Personal information
- Full name: Sheriff Isa
- Date of birth: 10 November 1990 (age 35)
- Place of birth: Sokoto, Nigeria
- Height: 1.82 m (5 ft 11+1⁄2 in)
- Position: Midfielder

Youth career
- 2005: Sultan Atiku Secondary School Team
- 2008–2009: Crystal Soccer Academy

Senior career*
- Years: Team / Apps / (Gls)
- 2009–2012: Kano Pillars / 67 / (18)
- 2012–2015: Olimpik Donetsk / 82 / (14)
- 2016: Chornomorets Odesa / 1 / (0)

International career^{‡}
- 2007–2009: Nigeria U17 / 6 / (3)
- 2009: Nigeria U20 / 1 / (0)

= Sheriff Isa =

Nigerian footballer

Sheriff Isa (born 10 November 1990) is a Nigerian professional footballer who played as a midfielder.

== Career ==
Isa started his career when he signed for Kano Pillars FC before the 2009-2010 season.

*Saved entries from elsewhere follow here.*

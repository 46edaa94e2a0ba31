//! Byte-stream transport: abstracts the engine away from
//! *how* bytes reach firmware, following the pattern of framing an
//! `AsyncRead + AsyncWrite` stream with a `tokio_util` codec, behind
//! `async_trait`s so tests can substitute an in-memory duplex instead of a
//! real serial port.
//!
//! Sending and receiving are split into separate traits deliberately: the
//! receiving task's `read_line` can sit blocked awaiting the next line from
//! firmware for an arbitrarily long time, and a single combined trait object
//! guarded by one lock would stall every write behind that read. Splitting a
//! `Framed<_, LinesCodec>` into its sink and stream halves gives the sending
//! and receiving tasks independent access to the same underlying stream.

use std::io;

use async_trait::async_trait;
use bytes::Bytes;
use futures::stream::{SplitSink, SplitStream};
use futures::{SinkExt, StreamExt};
use tokio::io::{AsyncRead, AsyncWrite};
use tokio_util::codec::{Framed, LinesCodec, LinesCodecError};

/// The write half of a connected, line-oriented channel to firmware.
/// `write_line` writes a single already-framed wire line; the caller has
/// already attached the line number and checksum where required.
#[async_trait]
pub trait TransportWriter: Send {
    async fn write_line(&mut self, line: Bytes) -> io::Result<()>;
}

/// The read half of a connected, line-oriented channel to firmware.
/// `read_line` yields one line with its trailing newline stripped, or `None`
/// on clean EOF.
#[async_trait]
pub trait TransportReader: Send {
    async fn read_line(&mut self) -> io::Result<Option<String>>;
}

fn codec_err(err: LinesCodecError) -> io::Error {
    match err {
        LinesCodecError::MaxLineLengthExceeded => {
            io::Error::new(io::ErrorKind::InvalidData, "line exceeded maximum length")
        },
        LinesCodecError::Io(e) => e,
    }
}

/// [`TransportWriter`] over the sink half of a framed stream.
pub struct FramedWriter<T> {
    sink: SplitSink<Framed<T, LinesCodec>, String>,
}

#[async_trait]
impl<T: AsyncRead + AsyncWrite + Unpin + Send> TransportWriter for FramedWriter<T> {
    async fn write_line(&mut self, line: Bytes) -> io::Result<()> {
        let text = String::from_utf8_lossy(&line).into_owned();
        self.sink.send(text).await.map_err(codec_err)
    }
}

/// [`TransportReader`] over the stream half of a framed stream.
pub struct FramedReader<T> {
    stream: SplitStream<Framed<T, LinesCodec>>,
}

#[async_trait]
impl<T: AsyncRead + AsyncWrite + Unpin + Send> TransportReader for FramedReader<T> {
    async fn read_line(&mut self) -> io::Result<Option<String>> {
        match self.stream.next().await {
            Some(Ok(line)) => Ok(Some(line)),
            Some(Err(e)) => Err(codec_err(e)),
            None => Ok(None),
        }
    }
}

/// A connected transport, already split into independent writer and reader
/// halves so the sending and receiving tasks can each own one without
/// contending for a shared lock.
///
/// `message_integrity` records whether this channel is expected to corrupt
/// or drop bytes in transit (a real serial link) as opposed to a reliable
/// substitute like a loopback pipe in tests; the resend machinery only
/// matters when it's `true`.
pub struct TransportHandle {
    pub writer: Box<dyn TransportWriter>,
    pub reader: Box<dyn TransportReader>,
    pub message_integrity: bool,
}

/// Frames `stream` line by line and splits it into independent writer and
/// reader halves.
pub fn line_transport<T>(stream: T, message_integrity: bool) -> TransportHandle
where
    T: AsyncRead + AsyncWrite + Unpin + Send + 'static,
{
    let framed = Framed::new(stream, LinesCodec::new());
    let (sink, stream) = framed.split();
    TransportHandle {
        writer: Box::new(FramedWriter { sink }),
        reader: Box::new(FramedReader { stream }),
        message_integrity,
    }
}

/// Opens a serial port and returns it as a [`TransportHandle`] via
/// `tokio_serial::SerialPortBuilderExt::open_native_async`. A real serial
/// link is not guaranteed byte-perfect, so `message_integrity` is `false`.
pub fn open_serial(path: &str, baud_rate: u32) -> io::Result<TransportHandle> {
    use tokio_serial::SerialPortBuilderExt;
    let port = tokio_serial::new(path, baud_rate).open_native_async()?;
    Ok(line_transport(port, false))
}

He was fairly regular and a consistent performer during his first season in the Nigeria Premier League. Then he made a very promising start to the ongoing Nigeria Premier League 2010-2011, scoring two goals during the first 16 rounds of football. In July 2012 he signed a contract with Ukrainian club FC Olimpik.

Isa was a member of the Nigeria national under-17 football team and winner of the 2007 FIFA U-17 World Cup in South Korea.